▸ **Task item**: From the entries below, copy every line that holds the word "Commands".

Saved data entries:
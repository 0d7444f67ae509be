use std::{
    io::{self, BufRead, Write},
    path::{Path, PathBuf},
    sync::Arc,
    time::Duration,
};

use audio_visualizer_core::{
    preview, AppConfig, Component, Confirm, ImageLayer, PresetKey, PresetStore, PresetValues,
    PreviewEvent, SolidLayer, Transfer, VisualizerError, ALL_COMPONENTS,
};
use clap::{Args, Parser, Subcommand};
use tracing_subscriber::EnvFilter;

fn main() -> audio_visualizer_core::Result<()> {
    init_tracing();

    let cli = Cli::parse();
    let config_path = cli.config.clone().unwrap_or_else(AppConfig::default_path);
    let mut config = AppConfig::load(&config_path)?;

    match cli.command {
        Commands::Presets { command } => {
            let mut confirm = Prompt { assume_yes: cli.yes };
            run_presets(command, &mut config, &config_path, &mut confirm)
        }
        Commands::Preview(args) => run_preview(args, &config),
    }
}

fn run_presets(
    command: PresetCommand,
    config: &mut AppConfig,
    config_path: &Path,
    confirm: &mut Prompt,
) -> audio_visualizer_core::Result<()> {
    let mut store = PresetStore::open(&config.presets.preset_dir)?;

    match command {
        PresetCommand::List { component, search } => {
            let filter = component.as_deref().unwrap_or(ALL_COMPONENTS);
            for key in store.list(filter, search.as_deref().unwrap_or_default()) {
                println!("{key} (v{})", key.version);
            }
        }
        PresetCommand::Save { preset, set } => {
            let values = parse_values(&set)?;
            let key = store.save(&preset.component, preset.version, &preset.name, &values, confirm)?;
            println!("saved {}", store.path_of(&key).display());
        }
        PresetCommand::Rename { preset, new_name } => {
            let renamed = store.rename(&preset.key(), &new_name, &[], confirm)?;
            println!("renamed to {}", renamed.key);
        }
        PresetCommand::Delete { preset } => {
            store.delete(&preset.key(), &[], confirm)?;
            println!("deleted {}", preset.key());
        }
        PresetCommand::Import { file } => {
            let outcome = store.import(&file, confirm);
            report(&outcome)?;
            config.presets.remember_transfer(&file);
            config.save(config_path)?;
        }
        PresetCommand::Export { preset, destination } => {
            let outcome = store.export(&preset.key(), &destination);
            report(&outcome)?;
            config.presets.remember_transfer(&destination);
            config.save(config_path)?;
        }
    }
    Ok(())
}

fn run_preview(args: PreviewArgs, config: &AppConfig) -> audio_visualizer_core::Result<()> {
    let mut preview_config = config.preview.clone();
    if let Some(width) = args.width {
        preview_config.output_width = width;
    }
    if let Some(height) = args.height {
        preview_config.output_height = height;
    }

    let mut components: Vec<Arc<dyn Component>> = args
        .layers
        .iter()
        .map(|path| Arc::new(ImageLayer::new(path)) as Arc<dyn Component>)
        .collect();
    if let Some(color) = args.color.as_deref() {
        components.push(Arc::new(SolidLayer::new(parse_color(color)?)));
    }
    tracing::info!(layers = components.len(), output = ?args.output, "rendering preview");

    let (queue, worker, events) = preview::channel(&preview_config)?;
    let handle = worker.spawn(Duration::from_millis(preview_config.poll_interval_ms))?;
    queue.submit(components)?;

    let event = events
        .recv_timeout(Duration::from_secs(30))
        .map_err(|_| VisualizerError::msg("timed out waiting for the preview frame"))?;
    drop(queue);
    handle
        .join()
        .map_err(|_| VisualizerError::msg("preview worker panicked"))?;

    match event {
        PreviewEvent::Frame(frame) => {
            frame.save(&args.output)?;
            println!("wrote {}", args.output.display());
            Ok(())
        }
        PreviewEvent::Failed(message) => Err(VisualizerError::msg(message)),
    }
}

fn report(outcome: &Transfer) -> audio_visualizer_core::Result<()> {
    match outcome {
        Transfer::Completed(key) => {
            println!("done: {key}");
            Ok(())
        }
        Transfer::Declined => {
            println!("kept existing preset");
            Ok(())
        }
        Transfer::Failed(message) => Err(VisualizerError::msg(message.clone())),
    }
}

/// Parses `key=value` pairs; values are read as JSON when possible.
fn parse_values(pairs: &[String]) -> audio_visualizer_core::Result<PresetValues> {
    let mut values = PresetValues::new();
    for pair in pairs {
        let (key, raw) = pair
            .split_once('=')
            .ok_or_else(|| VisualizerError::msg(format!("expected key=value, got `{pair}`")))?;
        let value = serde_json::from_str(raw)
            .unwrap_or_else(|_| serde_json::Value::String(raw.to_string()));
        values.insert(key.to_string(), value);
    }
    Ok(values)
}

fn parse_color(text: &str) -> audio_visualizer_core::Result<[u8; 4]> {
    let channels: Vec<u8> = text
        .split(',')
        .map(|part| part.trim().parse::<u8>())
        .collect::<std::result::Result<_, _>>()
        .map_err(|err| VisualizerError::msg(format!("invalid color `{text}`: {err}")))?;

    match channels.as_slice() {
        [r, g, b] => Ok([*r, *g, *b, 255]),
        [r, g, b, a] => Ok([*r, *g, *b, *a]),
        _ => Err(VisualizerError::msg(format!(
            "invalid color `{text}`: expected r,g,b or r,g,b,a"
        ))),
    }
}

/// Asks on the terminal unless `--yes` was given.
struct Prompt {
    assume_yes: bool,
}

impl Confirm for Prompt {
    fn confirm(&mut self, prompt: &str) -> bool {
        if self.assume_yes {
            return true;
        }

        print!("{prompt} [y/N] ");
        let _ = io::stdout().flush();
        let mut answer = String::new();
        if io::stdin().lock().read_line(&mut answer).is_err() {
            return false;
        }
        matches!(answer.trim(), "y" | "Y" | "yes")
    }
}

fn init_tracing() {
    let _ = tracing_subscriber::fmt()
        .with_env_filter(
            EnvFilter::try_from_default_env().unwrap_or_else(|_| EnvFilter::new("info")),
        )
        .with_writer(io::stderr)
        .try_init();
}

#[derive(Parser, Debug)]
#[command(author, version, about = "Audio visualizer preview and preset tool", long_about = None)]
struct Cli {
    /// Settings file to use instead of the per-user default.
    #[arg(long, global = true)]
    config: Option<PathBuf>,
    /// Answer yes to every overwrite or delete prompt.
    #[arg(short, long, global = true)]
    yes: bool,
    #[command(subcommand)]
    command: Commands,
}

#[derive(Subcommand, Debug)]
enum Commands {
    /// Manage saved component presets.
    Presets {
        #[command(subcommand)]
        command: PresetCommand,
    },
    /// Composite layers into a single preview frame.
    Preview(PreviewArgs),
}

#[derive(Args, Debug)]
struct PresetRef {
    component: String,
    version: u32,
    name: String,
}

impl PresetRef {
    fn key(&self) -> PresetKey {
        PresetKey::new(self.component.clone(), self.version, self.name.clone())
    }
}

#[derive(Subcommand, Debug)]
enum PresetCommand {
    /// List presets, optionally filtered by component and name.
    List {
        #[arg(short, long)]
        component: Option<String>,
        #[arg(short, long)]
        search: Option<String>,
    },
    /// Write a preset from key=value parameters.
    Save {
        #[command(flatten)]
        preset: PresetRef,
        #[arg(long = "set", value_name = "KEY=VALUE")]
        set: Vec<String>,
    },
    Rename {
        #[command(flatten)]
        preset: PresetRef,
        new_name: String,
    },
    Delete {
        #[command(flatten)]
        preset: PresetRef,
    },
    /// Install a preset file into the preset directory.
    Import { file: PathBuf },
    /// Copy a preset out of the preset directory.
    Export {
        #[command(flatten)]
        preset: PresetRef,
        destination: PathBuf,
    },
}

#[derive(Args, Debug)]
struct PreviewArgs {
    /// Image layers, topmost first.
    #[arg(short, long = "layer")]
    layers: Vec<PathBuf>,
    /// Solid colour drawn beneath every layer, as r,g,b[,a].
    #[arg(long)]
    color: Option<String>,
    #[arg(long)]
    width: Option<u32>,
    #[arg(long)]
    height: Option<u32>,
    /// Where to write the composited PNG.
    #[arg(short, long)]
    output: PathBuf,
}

▸ **Result for this exercise**:
        Commands::Presets { command } => {
        Commands::Preview(args) => run_preview(args, &config),
    command: Commands,
enum Commands {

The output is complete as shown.